Word for word, the records below are to be set down again.

> _Data excerpts_:
'''
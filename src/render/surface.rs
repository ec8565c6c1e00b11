//! Host output boundary.
//!
//! A [`Surface`] is whatever the host paints on: DOM nodes, a terminal, a
//! capture buffer in tests. The renderer pushes display-ready views through
//! it and nothing else; surfaces never read picker state.

use crate::render::viewmodel::{ChoiceListView, ItemListView};

/// Receives rendered output for one enhanced control.
pub trait Surface {
    /// Writes the serialized value back to the underlying control.
    fn set_control_value(&mut self, value: &str);

    /// Replaces the choice region with `view`.
    fn render_choice_region(&mut self, view: &ChoiceListView);

    /// Replaces the item region with `view`.
    fn render_item_region(&mut self, view: &ItemListView);

    /// Moves the visual highlight to the rendered row at `index`.
    fn set_highlight(&mut self, index: Option<usize>);

    /// Shows or hides the dropdown.
    fn set_dropdown_open(&mut self, open: bool);
}

/// Capture-everything surface for tests.
///
/// Records each call so assertions can check both the final views and how
/// often regions were actually repainted.
#[derive(Debug, Default, Clone)]
pub struct RecordingSurface {
    pub control_value: String,
    pub choice_renders: Vec<ChoiceListView>,
    pub item_renders: Vec<ItemListView>,
    pub highlight: Option<usize>,
    pub dropdown_open: bool,
    pub call_count: usize,
}

impl RecordingSurface {
    /// The most recent choice region view, if any render happened.
    #[must_use]
    pub fn last_choice_view(&self) -> Option<&ChoiceListView> {
        self.choice_renders.last()
    }

    /// The most recent item region view, if any render happened.
    #[must_use]
    pub fn last_item_view(&self) -> Option<&ItemListView> {
        self.item_renders.last()
    }
}

impl Surface for RecordingSurface {
    fn set_control_value(&mut self, value: &str) {
        self.call_count += 1;
        self.control_value = value.to_string();
    }

    fn render_choice_region(&mut self, view: &ChoiceListView) {
        self.call_count += 1;
        self.choice_renders.push(view.clone());
    }

    fn render_item_region(&mut self, view: &ItemListView) {
        self.call_count += 1;
        self.item_renders.push(view.clone());
    }

    fn set_highlight(&mut self, index: Option<usize>) {
        self.call_count += 1;
        self.highlight = index;
    }

    fn set_dropdown_open(&mut self, open: bool) {
        self.call_count += 1;
        self.dropdown_open = open;
    }
}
'''
> _Solution_:
filename src/render/surface.rs
repository ec8565c6c1e00b11
//! Host output boundary.
//!
//! A [`Surface`] is whatever the host paints on: DOM nodes, a terminal, a
//! capture buffer in tests. The renderer pushes display-ready views through
//! it and nothing else; surfaces never read picker state.

use crate::render::viewmodel::{ChoiceListView, ItemListView};

/// Receives rendered output for one enhanced control.
pub trait Surface {
    /// Writes the serialized value back to the underlying control.
    fn set_control_value(&mut self, value: &str);

    /// Replaces the choice region with `view`.
    fn render_choice_region(&mut self, view: &ChoiceListView);

    /// Replaces the item region with `view`.
    fn render_item_region(&mut self, view: &ItemListView);

    /// Moves the visual highlight to the rendered row at `index`.
    fn set_highlight(&mut self, index: Option<usize>);

    /// Shows or hides the dropdown.
    fn set_dropdown_open(&mut self, open: bool);
}

/// Capture-everything surface for tests.
///
/// Records each call so assertions can check both the final views and how
/// often regions were actually repainted.
#[derive(Debug, Default, Clone)]
pub struct RecordingSurface {
    pub control_value: String,
    pub choice_renders: Vec<ChoiceListView>,
    pub item_renders: Vec<ItemListView>,
    pub highlight: Option<usize>,
    pub dropdown_open: bool,
    pub call_count: usize,
}

impl RecordingSurface {
    /// The most recent choice region view, if any render happened.
    #[must_use]
    pub fn last_choice_view(&self) -> Option<&ChoiceListView> {
        self.choice_renders.last()
    }

    /// The most recent item region view, if any render happened.
    #[must_use]
    pub fn last_item_view(&self) -> Option<&ItemListView> {
        self.item_renders.last()
    }
}

impl Surface for RecordingSurface {
    fn set_control_value(&mut self, value: &str) {
        self.call_count += 1;
        self.control_value = value.to_string();
    }

    fn render_choice_region(&mut self, view: &ChoiceListView) {
        self.call_count += 1;
        self.choice_renders.push(view.clone());
    }

    fn render_item_region(&mut self, view: &ItemListView) {
        self.call_count += 1;
        self.item_renders.push(view.clone());
    }

    fn set_highlight(&mut self, index: Option<usize>) {
        self.call_count += 1;
        self.highlight = index;
    }

    fn set_dropdown_open(&mut self, open: bool) {
        self.call_count += 1;
        self.dropdown_open = open;
    }
}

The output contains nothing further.